____ DATA FOR THIS EXERCISE
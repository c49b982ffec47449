use crate::{PatchResult, UnitOutcome, UnitStatus};
use once_cell::sync::Lazy;
use regex::Regex;
use tracing::{debug, warn};

static RE_SEARCH_OPEN: Lazy<Regex> = Lazy::new(|| Regex::new(r"^<{7} SEARCH\s*$").unwrap());
static RE_DIVIDER: Lazy<Regex> = Lazy::new(|| Regex::new(r"^={7}\s*$").unwrap());
static RE_REPLACE_CLOSE: Lazy<Regex> = Lazy::new(|| Regex::new(r"^>{7} REPLACE\s*$").unwrap());

#[derive(Debug, Clone, Copy, PartialEq, Eq)]
enum BlockState {
	None,
	Search,
	Replace,
}

/// Applies conflict-marker search/replace blocks to `original_content`.
///
/// Scans the response line by line: `<<<<<<< SEARCH`, `=======`, and
/// `>>>>>>> REPLACE` delimit each (search, replace) pair; any text outside an
/// open pair is ignored. Each block substitutes the first literal occurrence
/// of its search text in the content left by the previous block.
///
/// Unlike the diff strategy this one is best-effort per block and never
/// aborts: a search text that cannot be found records a `NoMatch` outcome
/// and scanning continues, and a structurally broken block records
/// `MalformedUnit`.
pub fn apply_search_replace(original_content: &str, raw_response: &str) -> PatchResult {
	let mut content = original_content.to_string();
	let mut outcomes: Vec<UnitOutcome> = Vec::new();
	let mut unit_index = 0;

	let mut state = BlockState::None;
	let mut search_buf: Vec<&str> = Vec::new();
	let mut replace_buf: Vec<&str> = Vec::new();

	for line in raw_response.lines() {
		if RE_SEARCH_OPEN.is_match(line) {
			if state != BlockState::None {
				warn!(unit = unit_index, "search/replace block restarted before close marker");
				outcomes.push(malformed(unit_index, "block restarted before close marker"));
				unit_index += 1;
			}
			state = BlockState::Search;
			search_buf.clear();
			replace_buf.clear();
			continue;
		}

		match state {
			// Text outside an open pair is ignored.
			BlockState::None => (),

			BlockState::Search => {
				if RE_DIVIDER.is_match(line) {
					state = BlockState::Replace;
				} else if RE_REPLACE_CLOSE.is_match(line) {
					warn!(unit = unit_index, "close marker before divider");
					outcomes.push(malformed(unit_index, "close marker before divider"));
					unit_index += 1;
					state = BlockState::None;
				} else {
					search_buf.push(line);
				}
			}

			BlockState::Replace => {
				if RE_REPLACE_CLOSE.is_match(line) {
					let search = search_buf.join("\n");
					let replace = replace_buf.join("\n");
					outcomes.push(apply_block(&mut content, unit_index, &search, &replace));
					unit_index += 1;
					state = BlockState::None;
					search_buf.clear();
					replace_buf.clear();
				} else {
					replace_buf.push(line);
				}
			}
		}
	}

	if state != BlockState::None {
		warn!(unit = unit_index, "unterminated search/replace block at end of response");
		outcomes.push(malformed(unit_index, "unterminated block at end of response"));
	}

	PatchResult {
		content,
		outcomes,
		aborted: false,
	}
}

// region:    --- Support

fn apply_block(content: &mut String, unit_index: usize, search: &str, replace: &str) -> UnitOutcome {
	if search.is_empty() {
		return malformed(unit_index, "empty search text");
	}

	if content.contains(search) {
		*content = content.replacen(search, replace, 1);
		debug!(unit = unit_index, "applied search/replace block");
		UnitOutcome {
			unit_index,
			status: UnitStatus::Applied,
			note: None,
		}
	} else {
		warn!(unit = unit_index, "search text not found, leaving content unchanged");
		UnitOutcome {
			unit_index,
			status: UnitStatus::NoMatch,
			note: Some(format!("search text not found: {}", snippet(search))),
		}
	}
}

fn malformed(unit_index: usize, note: &str) -> UnitOutcome {
	UnitOutcome {
		unit_index,
		status: UnitStatus::MalformedUnit,
		note: Some(note.to_string()),
	}
}

fn snippet(text: &str) -> String {
	const MAX_CHARS: usize = 50;
	let short: String = text.chars().take(MAX_CHARS).collect();
	if short.len() < text.len() {
		format!("{short}...")
	} else {
		short
	}
}

// endregion: --- Support

// region:    --- Tests


// endregion: --- Tests
/// Parse the serial types of a record header.
///
/// Returns the serial types and the offset at which the body starts.
fn record_header(buf: &[u8]) -> Result<(Vec<u64>, usize)> {
    let (header_len, mut offset) = read_varint_at(buf, 0)?;
    let header_len = header_len as usize;
    if header_len > buf.len() || header_len < offset {
        return Err(HorizonError::Corrupt(format!(
            "record header length {header_len} exceeds record size {}",
            buf.len()
        )));
    }
    let mut serials = Vec::new();
    while offset < header_len {
        let (serial, n) = read_varint_at(buf, offset)?;
        serials.push(serial);
        offset += n;
    }
    Ok((serials, header_len))
}

fn decode_body(serial: u64, body: &[u8]) -> Result<Value> {
    let value = match serial {
        0 => Value::Null,
        1..=6 => {
            let n = body.len();
            let fill = if body[0] & 0x80 != 0 { 0xFF } else { 0x00 };
            let mut bytes = [fill; 8];
            bytes[8 - n..].copy_from_slice(body);
            Value::Integer(i64::from_be_bytes(bytes))
        }
        7 => {
            let mut bytes = [0u8; 8];
            bytes.copy_from_slice(body);
            Value::Real(f64::from_bits(u64::from_be_bytes(bytes)))
        }
        8 => Value::Integer(0),
        9 => Value::Integer(1),
        10 | 11 => {
            return Err(HorizonError::Corrupt(format!(
                "reserved serial type {serial}"
            )))
        }
        n if n % 2 == 0 => Value::Blob(body.to_vec()),
        _ => Value::Text(
            String::from_utf8(body.to_vec())
                .map_err(|_| HorizonError::Corrupt("invalid UTF-8 in text column".into()))?,
        ),
    };
    Ok(value)
}

fn body_slice(buf: &[u8], offset: usize, len: usize) -> Result<&[u8]> {
    buf.get(offset..offset + len).ok_or_else(|| {
        HorizonError::Corrupt(format!(
            "record body overruns record ({} + {len} > {})",
            offset,
            buf.len()
        ))
    })
}

/// Decode every column of a record.
pub fn decode_record(buf: &[u8]) -> Result<Vec<Value>> {
    let (serials, mut offset) = record_header(buf)?;
    let mut values = Vec::with_capacity(serials.len());
    for serial in serials {
        let len = serial_type_len(serial);
        values.push(decode_body(serial, body_slice(buf, offset, len)?)?);
        offset += len;
    }
    Ok(values)
}

/// Decode only column `index` of a record.
///
/// Columns past the end of the record read as NULL, which is how rows
/// written before an `ALTER TABLE ... ADD COLUMN` present themselves.
pub fn decode_column(buf: &[u8], index: usize) -> Result<Value> {
    let (serials, mut offset) = record_header(buf)?;
    let Some(&serial) = serials.get(index) else {
        return Ok(Value::Null);
    };
    offset += serials[..index]
        .iter()
        .map(|&s| serial_type_len(s))
        .sum::<usize>();
    decode_body(serial, body_slice(buf, offset, serial_type_len(serial))?)
}
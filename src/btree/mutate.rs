//! Insert, delete and the page splits and collapses they cause.
//!
//! Splits always produce pages that fit; there is no merging of
//! underfull pages. A leaf that becomes empty is unlinked from its parent,
//! and a root interior page left without cells absorbs its only child, so
//! the root page number of a tree never changes.

use std::ops::Range;

use tracing::{debug, trace};

use super::cursor::CursorState;
use super::page::{
    parse_cell, set_child, table_interior_cell, Node, PageType, CELL_PTR_SIZE, CELL_SPACE,
    MAX_PAYLOAD, OVERFLOW_DATA_SIZE,
};
use super::{Btree, BtreePayload, CursorId, DeleteFlags, InsertFlags, Key, TreeKind};
use crate::error::{HorizonError, Result};
use crate::pager::PageId;
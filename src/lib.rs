//! # Horizon Storage
//!
//! An embedded, page-oriented relational storage engine: rowid tables and
//! indexes kept in B+trees, a SQLite-style schema catalog replayed from
//! disk at open time, and the row-level operations (insert, update and a
//! trigger- and foreign-key-aware delete) that sit on top.
//!
//! | Layer        | Module           |
//! |--------------|------------------|
//! | page store   | [`pager`]        |
//! | page cache   | [`buffer`]       |
//! | trees        | [`btree`]        |
//! | encodings    | [`record`]       |
//! | schema       | [`catalog`], [`sql`] |
//! | rows         | [`dml`], [`trigger`], [`fkey`] |
//! | entry point  | [`connection`]   |
//!
//! Every operation runs on a [`ConnectionContext`] obtained from
//! [`Connection::lock`].

pub mod error;
pub mod types;
pub mod pager;
pub mod buffer;
pub mod btree;
pub mod record;
pub mod sql;
pub mod catalog;
pub mod dml;
pub mod trigger;
pub mod fkey;
pub mod connection;

pub use btree::{Btree, BtreePayload, CursorId, CursorState, DeleteFlags, InsertFlags, Key, TreeKind};
pub use catalog::auth::{AuthAction, AuthDecision, Authorizer};
pub use catalog::{Catalog, IndexDef, TableDef, TriggerDef, MAIN_DB, TEMP_DB};
pub use connection::{Config, Connection, ConnectionContext, ConnectionGuard};
pub use dml::{generate_row_delete, DeleteMode, OldRow, RowDeleteTarget, RowHooks, RowSource};
pub use error::{ErrorCode, HorizonError, Result};
pub use pager::PageId;
pub use types::Value;
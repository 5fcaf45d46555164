//! Trigger hooks used by the row-delete generator.
//!
//! The engine does not compile trigger bodies. A trigger becomes runnable
//! when the application registers a [`TriggerProgram`] under its name with
//! [`ConnectionContext::register_trigger_program`]. The catalog still
//! decides which triggers apply and which `OLD` columns they read.

use std::sync::Arc;

use tracing::trace;

use crate::catalog::{name_key, TableDef, TriggerDef};
use crate::connection::ConnectionContext;
use crate::dml::{mask_bit, OldRow};
use crate::error::Result;
use crate::sql::ddl::{TriggerEvent, TriggerTiming};

/// Compiled form of a trigger body.
pub type TriggerProgram =
    Arc<dyn Fn(&mut ConnectionContext, &TriggerDef, &OldRow<'_>) -> Result<()> + Send + Sync>;

/// The trigger subsystem as seen by row operations.
pub trait TriggerHooks {
    /// Whether any trigger exists on `table` for `event`.
    fn has_triggers(&self, ctx: &ConnectionContext, table: &TableDef, event: TriggerEvent) -> bool;

    /// Columns of the old row read by the triggers for `event` at `timing`.
    fn column_mask(
        &self,
        ctx: &ConnectionContext,
        table: &TableDef,
        event: TriggerEvent,
        timing: TriggerTiming,
    ) -> u32;

    /// Run the triggers for `event` at `timing`. Returns whether any
    /// program ran.
    fn fire(
        &self,
        ctx: &mut ConnectionContext,
        table: &TableDef,
        event: TriggerEvent,
        timing: TriggerTiming,
        old: &OldRow<'_>,
    ) -> Result<bool>;
}

/// Triggers from the catalog, run through registered programs.
#[derive(Debug, Clone, Copy, Default)]
pub struct CatalogTriggers;

fn matching(ctx: &ConnectionContext, table: &TableDef, event: TriggerEvent, timing: Option<TriggerTiming>) -> Vec<TriggerDef> {
    ctx.catalog
        .triggers_for(table.db, &table.name)
        .into_iter()
        .filter(|t| t.event == event && timing.map_or(true, |tm| t.timing == tm))
        .cloned()
        .collect()
}

impl TriggerHooks for CatalogTriggers {
    fn has_triggers(&self, ctx: &ConnectionContext, table: &TableDef, event: TriggerEvent) -> bool {
        !matching(ctx, table, event, None).is_empty()
    }

    fn column_mask(
        &self,
        ctx: &ConnectionContext,
        table: &TableDef,
        event: TriggerEvent,
        timing: TriggerTiming,
    ) -> u32 {
        let mut mask = 0u32;
        for trigger in matching(ctx, table, event, Some(timing)) {
            if trigger.old_star {
                return u32::MAX;
            }
            // OLD.rowid is not a column; it always lives in the base register.
            for i in trigger.old_columns.iter().filter_map(|name| table.column_index(name)) {
                mask |= mask_bit(i);
            }
        }
        mask
    }

    fn fire(
        &self,
        ctx: &mut ConnectionContext,
        table: &TableDef,
        event: TriggerEvent,
        timing: TriggerTiming,
        old: &OldRow<'_>,
    ) -> Result<bool> {
        let mut ran = false;
        for trigger in matching(ctx, table, event, Some(timing)) {
            let key = name_key(&trigger.name);
            if ctx.firing.contains(&key) {
                trace!(trigger = %trigger.name, "recursive firing suppressed");
                continue;
            }
            let Some(program) = ctx.trigger_programs.get(&key).cloned() else {
                continue;
            };
            trace!(trigger = %trigger.name, rowid = old.rowid(), "firing trigger");
            ctx.firing.push(key);
            let out = program(ctx, &trigger, old);
            ctx.firing.pop();
            out?;
            ran = true;
        }
        Ok(ran)
    }
}

#[cfg(test)]
mod tests {
    use super::*;
    use crate::catalog::MAIN_DB;
    use crate::connection::{Config, Connection};
    use crate::types::Value;

    fn setup(ddl: &[&str]) -> Connection {
        let conn = Connection::open_in_memory(Config::default()).unwrap();
        {
            let mut ctx = conn.lock().unwrap();
            for sql in ddl {
                ctx.execute_ddl(sql).unwrap();
            }
        }
        conn
    }

    #[test]
    fn mask_follows_old_references() {
        let conn = setup(&[
            "CREATE TABLE t(a, b, c)",
            "CREATE TRIGGER t1 BEFORE DELETE ON t BEGIN SELECT OLD.c; END",
            "CREATE TRIGGER t2 AFTER DELETE ON t WHEN OLD.a > 0 BEGIN SELECT OLD.rowid; END",
        ]);
        let ctx = conn.lock().unwrap();
        let table = ctx.catalog().find_table("t", None).unwrap().clone();
        let hooks = CatalogTriggers;
        assert_eq!(hooks.column_mask(&ctx, &table, TriggerEvent::Delete, TriggerTiming::Before), 0b100);
        assert_eq!(hooks.column_mask(&ctx, &table, TriggerEvent::Delete, TriggerTiming::After), 0b001);
        assert_eq!(hooks.column_mask(&ctx, &table, TriggerEvent::Insert, TriggerTiming::After), 0);
        assert!(hooks.has_triggers(&ctx, &table, TriggerEvent::Delete));
        assert!(!hooks.has_triggers(&ctx, &table, TriggerEvent::Update));
    }

    #[test]
    fn old_star_and_high_columns_select_everything() {
        let columns: Vec<String> = (0..40).map(|i| format!("c{i}")).collect();
        let create = format!("CREATE TABLE wide({})", columns.join(", "));
        let conn = setup(&[
            &create,
            "CREATE TRIGGER w BEFORE DELETE ON wide BEGIN SELECT OLD.c35; END",
            "CREATE TABLE s(a, b)",
            "CREATE TRIGGER s1 AFTER DELETE ON s BEGIN SELECT OLD.*; END",
        ]);
        let ctx = conn.lock().unwrap();
        let hooks = CatalogTriggers;
        let wide = ctx.catalog().find_table("wide", None).unwrap().clone();
        let s = ctx.catalog().find_table("s", None).unwrap().clone();
        assert_eq!(hooks.column_mask(&ctx, &wide, TriggerEvent::Delete, TriggerTiming::Before), u32::MAX);
        assert_eq!(hooks.column_mask(&ctx, &s, TriggerEvent::Delete, TriggerTiming::After), u32::MAX);
    }

    #[test]
    fn unregistered_triggers_do_not_run_and_recursion_is_suppressed() {
        let conn = setup(&[
            "CREATE TABLE t(a)",
            "CREATE TRIGGER again AFTER DELETE ON t BEGIN DELETE FROM t; END",
        ]);
        let mut ctx = conn.lock().unwrap();
        for _ in 0..3 {
            ctx.insert_row(MAIN_DB, "t", None, vec![Value::Integer(1)]).unwrap();
        }
        // Without a program, deleting fires nothing.
        assert!(ctx.delete_row(MAIN_DB, "t", 1).unwrap());

        let calls = Arc::new(std::sync::Mutex::new(Vec::new()));
        let seen = Arc::clone(&calls);
        ctx.register_trigger_program(
            "AGAIN",
            Arc::new(move |ctx: &mut ConnectionContext, _: &TriggerDef, old: &OldRow<'_>| -> Result<()> {
                seen.lock().unwrap().push(old.rowid());
                // Deleting from inside the trigger must not fire it again.
                ctx.delete_row(MAIN_DB, "t", old.rowid() + 1)?;
                Ok(())
            }),
        );
        assert!(ctx.delete_row(MAIN_DB, "t", 2).unwrap());
        assert_eq!(*calls.lock().unwrap(), vec![2]);
        assert!(ctx.scan_rows(MAIN_DB, "t").unwrap().is_empty());
    }
}
//! `DROP INDEX`, `DROP TABLE`, `DROP VIEW` and `DROP TRIGGER`.
//!
//! Every drop runs the same sequence. Each check can fail, and a failed
//! check leaves both the database and the catalog untouched:
//!
//! 1. **Lookup** the name, optionally qualified by a database.
//! 2. **Kind check**: table against view.
//! 3. **Droppability**: constraint indexes and internal tables are
//!    protected.
//! 4. **Authorization** through the connection's [`Authorizer`].
//! 5. **Foreign keys**: rows of a dropped parent table are checked and
//!    cascaded.
//! 6. **Execution**: schema rows are deleted, storage is freed and the
//!    schema cookie is bumped.
//! 7. **Eviction** of the descriptors, the only step that cannot fail.
//!
//! [`Authorizer`]: super::auth::Authorizer

use tracing::debug;

use super::auth::AuthAction;
use super::schema_table::delete_rows;
use super::{schema_table_name, TableDef, TableKind, IndexOrigin, TEMP_DB};
use crate::connection::ConnectionContext;
use crate::error::{HorizonError, Result};
use crate::fkey::{CatalogForeignKeys, ForeignKeyHooks};

fn display_name(qualifier: Option<&str>, name: &str) -> String {
    match qualifier {
        Some(db) => format!("{db}.{name}"),
        None => name.to_string(),
    }
}

/// Tables whose names start with `sqlite_` belong to the engine, except
/// statistics tables and `sqlite_parameters`.
fn is_protected_table(name: &str) -> bool {
    let lower = name.to_ascii_lowercase();
    lower.starts_with("sqlite_") && !lower.starts_with("sqlite_stat") && lower != "sqlite_parameters"
}

impl ConnectionContext {
    /// Resolve an optional database qualifier. An unknown database is an
    /// error even under `IF EXISTS`.
    fn drop_target(&self, db_qualifier: Option<&str>) -> Result<Option<usize>> {
        db_qualifier.map(|q| self.resolve_db(q)).transpose()
    }

    /// `DROP INDEX [IF EXISTS] [db.]name`.
    #[tracing::instrument(skip_all, fields(name = %name, if_exists = if_exists), level = "debug")]
    pub fn drop_index(&mut self, name: &str, db_qualifier: Option<&str>, if_exists: bool) -> Result<()> {
        if self.oom {
            return Err(HorizonError::OutOfMemory);
        }
        let db = self.drop_target(db_qualifier)?;
        let Some(index) = self.catalog.find_index(name, db).cloned() else {
            if if_exists {
                debug!("index does not exist; nothing to drop");
                return Ok(());
            }
            return Err(HorizonError::NoSuchObject(format!(
                "no such index: {}",
                display_name(db_qualifier, name)
            )));
        };

        if index.origin != IndexOrigin::AppDefined {
            return Err(HorizonError::ProtectedObject(
                "index associated with UNIQUE or PRIMARY KEY constraint cannot be dropped".into(),
            ));
        }

        let db = index.db;
        let db_name = self.catalog.db_name(db).to_string();
        if !self.authorize(AuthAction::Delete, schema_table_name(db), None, &db_name)? {
            return Ok(());
        }
        let action = if db == TEMP_DB {
            AuthAction::DropTempIndex
        } else {
            AuthAction::DropIndex
        };
        if !self.authorize(action, &index.name, Some(&index.table), &db_name)? {
            return Ok(());
        }

        let btree = self.btree(db)?;
        delete_rows(btree, |row| row.kind == "index" && row.name.eq_ignore_ascii_case(&index.name))?;
        if index.root >= 2 {
            btree.drop_tree(index.root)?;
        }
        btree.bump_schema_cookie()?;

        self.catalog.schema_mut(db)?.remove_index(&index.name);
        debug!(db, index = %index.name, "dropped index");
        Ok(())
    }

    /// `DROP TABLE` (`is_view == false`) or `DROP VIEW` (`is_view == true`).
    #[tracing::instrument(skip_all, fields(name = %name, is_view = is_view, if_exists = if_exists), level = "debug")]
    pub fn drop_table(
        &mut self,
        name: &str,
        db_qualifier: Option<&str>,
        is_view: bool,
        if_exists: bool,
    ) -> Result<()> {
        if self.oom {
            return Err(HorizonError::OutOfMemory);
        }
        let db = self.drop_target(db_qualifier)?;
        let Some(table) = self.catalog.find_table(name, db).cloned() else {
            if if_exists {
                debug!("table does not exist; nothing to drop");
                return Ok(());
            }
            let what = if is_view { "view" } else { "table" };
            return Err(HorizonError::NoSuchObject(format!(
                "no such {what}: {}",
                display_name(db_qualifier, name)
            )));
        };

        if table.kind != TableKind::Virtual {
            if is_view && !table.is_view() {
                return Err(HorizonError::WrongObjectKind(format!(
                    "use DROP TABLE to delete table {}",
                    table.name
                )));
            }
            if !is_view && table.is_view() {
                return Err(HorizonError::WrongObjectKind(format!(
                    "use DROP VIEW to delete view {}",
                    table.name
                )));
            }
        }
        if is_protected_table(&table.name) {
            return Err(HorizonError::ProtectedObject(format!(
                "table {} may not be dropped",
                table.name
            )));
        }

        let db = table.db;
        let db_name = self.catalog.db_name(db).to_string();
        if !self.authorize(AuthAction::Delete, schema_table_name(db), None, &db_name)? {
            return Ok(());
        }
        let (action, arg2) = match (table.kind, db == TEMP_DB) {
            (TableKind::Virtual, _) => (AuthAction::DropVTable, table.module.as_deref()),
            (TableKind::View, true) => (AuthAction::DropTempView, None),
            (TableKind::View, false) => (AuthAction::DropView, None),
            (TableKind::Ordinary, true) => (AuthAction::DropTempTable, None),
            (TableKind::Ordinary, false) => (AuthAction::DropTable, None),
        };
        if !self.authorize(action, &table.name, arg2, &db_name)? {
            return Ok(());
        }

        if table.kind == TableKind::Ordinary {
            CatalogForeignKeys.drop_table(self, &table)?;
        }
        self.destroy_table_storage(&table)?;

        let schema = self.catalog.schema_mut(db)?;
        schema.remove_table(&table.name);
        if db != TEMP_DB {
            self.catalog.schema_mut(TEMP_DB)?.remove_triggers_on(&table.name);
        }
        debug!(db, table = %table.name, "dropped table");
        Ok(())
    }

    /// Delete the schema rows of `table` and everything attached to it,
    /// then free its trees.
    fn destroy_table_storage(&mut self, table: &TableDef) -> Result<()> {
        let db = table.db;
        let mut roots: Vec<u32> = self
            .catalog
            .schema(db)?
            .indexes_of(&table.name)
            .iter()
            .map(|ix| ix.root)
            .collect();
        if table.kind == TableKind::Ordinary {
            roots.push(table.root);
        }
        roots.retain(|&r| r >= 2);
        // Highest root first.
        roots.sort_unstable_by(|a, b| b.cmp(a));

        let has_temp_triggers = db != TEMP_DB
            && self
                .catalog
                .schema(TEMP_DB)?
                .triggers()
                .any(|t| t.table.eq_ignore_ascii_case(&table.name));

        let btree = self.btree(db)?;
        delete_rows(btree, |row| row.tbl_name.eq_ignore_ascii_case(&table.name))?;
        for root in roots {
            btree.drop_tree(root)?;
        }
        btree.bump_schema_cookie()?;

        if has_temp_triggers {
            let temp = self.btree(TEMP_DB)?;
            delete_rows(temp, |row| row.kind == "trigger" && row.tbl_name.eq_ignore_ascii_case(&table.name))?;
            temp.bump_schema_cookie()?;
        }
        Ok(())
    }

    /// `DROP TRIGGER [IF EXISTS] [db.]name`.
    #[tracing::instrument(skip_all, fields(name = %name, if_exists = if_exists), level = "debug")]
    pub fn drop_trigger(&mut self, name: &str, db_qualifier: Option<&str>, if_exists: bool) -> Result<()> {
        if self.oom {
            return Err(HorizonError::OutOfMemory);
        }
        let db = self.drop_target(db_qualifier)?;
        let Some(trigger) = self.catalog.find_trigger(name, db).cloned() else {
            if if_exists {
                return Ok(());
            }
            return Err(HorizonError::NoSuchObject(format!(
                "no such trigger: {}",
                display_name(db_qualifier, name)
            )));
        };

        let db = trigger.db;
        let db_name = self.catalog.db_name(db).to_string();
        if !self.authorize(AuthAction::Delete, schema_table_name(db), None, &db_name)? {
            return Ok(());
        }
        let action = if db == TEMP_DB {
            AuthAction::DropTempTrigger
        } else {
            AuthAction::DropTrigger
        };
        if !self.authorize(action, &trigger.name, Some(&trigger.table), &db_name)? {
            return Ok(());
        }

        let btree = self.btree(db)?;
        delete_rows(btree, |row| row.kind == "trigger" && row.name.eq_ignore_ascii_case(&trigger.name))?;
        btree.bump_schema_cookie()?;

        self.catalog.schema_mut(db)?.remove_trigger(&trigger.name);
        debug!(db, trigger = %trigger.name, "dropped trigger");
        Ok(())
    }
}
________
▸ WHAT IS NEEDED
Please restate, word for word, the lines of the entries that run from the first line through the one holding "static RE_DIVIDER: Lazy<Regex>", and add nothing.

▸ SOLVED EXERCISE
repository c49b982ffec47449
use crate::{PatchResult, UnitOutcome, UnitStatus};
use once_cell::sync::Lazy;
use regex::Regex;
use tracing::{debug, warn};

static RE_SEARCH_OPEN: Lazy<Regex> = Lazy::new(|| Regex::new(r"^<{7} SEARCH\s*$").unwrap());
static RE_DIVIDER: Lazy<Regex> = Lazy::new(|| Regex::new(r"^={7}\s*$").unwrap());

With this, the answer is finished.